● WORK REQUEST
For this exercise, reproduce the entries below exactly, but only from the line containing "if let Some(delay)" through the line containing "async fn list_books(&self)", both included.

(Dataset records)
━━━━

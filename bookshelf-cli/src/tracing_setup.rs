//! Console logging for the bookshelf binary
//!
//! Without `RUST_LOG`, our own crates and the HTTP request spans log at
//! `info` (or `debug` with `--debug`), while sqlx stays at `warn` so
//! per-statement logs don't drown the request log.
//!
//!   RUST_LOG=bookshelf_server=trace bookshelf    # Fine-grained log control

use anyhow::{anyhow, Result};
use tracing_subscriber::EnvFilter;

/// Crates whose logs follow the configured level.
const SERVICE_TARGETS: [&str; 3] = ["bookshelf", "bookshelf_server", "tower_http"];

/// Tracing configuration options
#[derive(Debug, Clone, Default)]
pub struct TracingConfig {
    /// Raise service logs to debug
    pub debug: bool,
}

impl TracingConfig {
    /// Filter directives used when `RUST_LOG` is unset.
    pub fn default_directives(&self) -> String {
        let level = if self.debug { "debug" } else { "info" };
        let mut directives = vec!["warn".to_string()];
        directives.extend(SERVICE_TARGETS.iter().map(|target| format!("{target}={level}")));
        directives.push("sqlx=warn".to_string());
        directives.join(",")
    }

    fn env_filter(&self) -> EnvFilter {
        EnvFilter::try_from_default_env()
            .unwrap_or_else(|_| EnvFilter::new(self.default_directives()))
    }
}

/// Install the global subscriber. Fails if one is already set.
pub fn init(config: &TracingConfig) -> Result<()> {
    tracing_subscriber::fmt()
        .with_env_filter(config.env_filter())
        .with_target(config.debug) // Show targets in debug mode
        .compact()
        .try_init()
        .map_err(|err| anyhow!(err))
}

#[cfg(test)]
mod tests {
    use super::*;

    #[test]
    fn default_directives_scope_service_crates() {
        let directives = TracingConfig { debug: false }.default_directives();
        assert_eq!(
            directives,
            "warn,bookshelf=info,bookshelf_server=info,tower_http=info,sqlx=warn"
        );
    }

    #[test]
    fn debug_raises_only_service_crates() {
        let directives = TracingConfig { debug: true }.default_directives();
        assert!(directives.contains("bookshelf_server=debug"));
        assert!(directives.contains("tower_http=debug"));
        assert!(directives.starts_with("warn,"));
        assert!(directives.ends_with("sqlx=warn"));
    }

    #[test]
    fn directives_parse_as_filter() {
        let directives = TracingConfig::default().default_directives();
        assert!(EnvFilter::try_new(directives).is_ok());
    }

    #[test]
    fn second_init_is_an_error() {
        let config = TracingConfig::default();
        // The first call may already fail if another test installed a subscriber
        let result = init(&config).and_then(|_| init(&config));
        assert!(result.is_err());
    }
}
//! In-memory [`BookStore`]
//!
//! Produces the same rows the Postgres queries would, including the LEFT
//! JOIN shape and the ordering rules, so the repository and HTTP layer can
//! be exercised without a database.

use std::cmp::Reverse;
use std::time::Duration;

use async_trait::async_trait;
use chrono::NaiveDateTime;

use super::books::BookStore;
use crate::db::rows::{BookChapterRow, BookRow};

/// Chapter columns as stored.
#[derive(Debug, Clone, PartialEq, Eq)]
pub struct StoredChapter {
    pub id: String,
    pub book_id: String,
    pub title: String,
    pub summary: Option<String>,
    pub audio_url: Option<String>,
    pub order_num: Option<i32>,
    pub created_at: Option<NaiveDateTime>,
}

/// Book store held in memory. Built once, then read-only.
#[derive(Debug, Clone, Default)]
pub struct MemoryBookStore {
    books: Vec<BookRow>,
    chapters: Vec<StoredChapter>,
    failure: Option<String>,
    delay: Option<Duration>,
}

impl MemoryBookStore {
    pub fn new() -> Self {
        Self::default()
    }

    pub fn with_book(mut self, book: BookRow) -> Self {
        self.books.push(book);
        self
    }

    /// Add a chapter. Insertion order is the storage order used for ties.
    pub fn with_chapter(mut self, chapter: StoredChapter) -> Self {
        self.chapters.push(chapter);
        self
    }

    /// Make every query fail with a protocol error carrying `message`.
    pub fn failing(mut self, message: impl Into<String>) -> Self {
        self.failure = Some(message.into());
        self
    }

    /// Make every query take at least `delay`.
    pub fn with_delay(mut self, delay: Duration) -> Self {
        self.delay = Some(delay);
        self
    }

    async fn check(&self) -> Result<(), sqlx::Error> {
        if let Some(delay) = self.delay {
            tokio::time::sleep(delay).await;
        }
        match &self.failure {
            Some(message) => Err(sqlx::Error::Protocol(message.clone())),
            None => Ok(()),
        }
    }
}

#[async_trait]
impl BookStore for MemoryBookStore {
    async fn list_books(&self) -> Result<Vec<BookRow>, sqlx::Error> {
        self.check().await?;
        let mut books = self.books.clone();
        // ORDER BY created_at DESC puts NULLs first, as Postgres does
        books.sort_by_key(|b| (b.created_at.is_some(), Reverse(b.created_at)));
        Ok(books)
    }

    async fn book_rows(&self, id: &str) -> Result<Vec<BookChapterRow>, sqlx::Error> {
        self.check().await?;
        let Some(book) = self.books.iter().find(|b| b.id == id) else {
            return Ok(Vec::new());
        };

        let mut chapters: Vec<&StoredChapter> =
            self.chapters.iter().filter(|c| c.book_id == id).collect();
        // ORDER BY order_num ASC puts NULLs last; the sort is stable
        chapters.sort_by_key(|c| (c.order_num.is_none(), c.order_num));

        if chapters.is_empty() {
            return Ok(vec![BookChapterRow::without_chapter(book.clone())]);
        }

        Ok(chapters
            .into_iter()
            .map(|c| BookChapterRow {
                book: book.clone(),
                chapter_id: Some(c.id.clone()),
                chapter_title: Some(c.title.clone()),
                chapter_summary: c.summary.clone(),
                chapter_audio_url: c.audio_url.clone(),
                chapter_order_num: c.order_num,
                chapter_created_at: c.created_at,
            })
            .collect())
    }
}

━━━━

● ANSWER SECTION
        if let Some(delay) = self.delay {
            tokio::time::sleep(delay).await;
        }
        match &self.failure {
            Some(message) => Err(sqlx::Error::Protocol(message.clone())),
            None => Ok(()),
        }
    }
}

#[async_trait]
impl BookStore for MemoryBookStore {
    async fn list_books(&self) -> Result<Vec<BookRow>, sqlx::Error> {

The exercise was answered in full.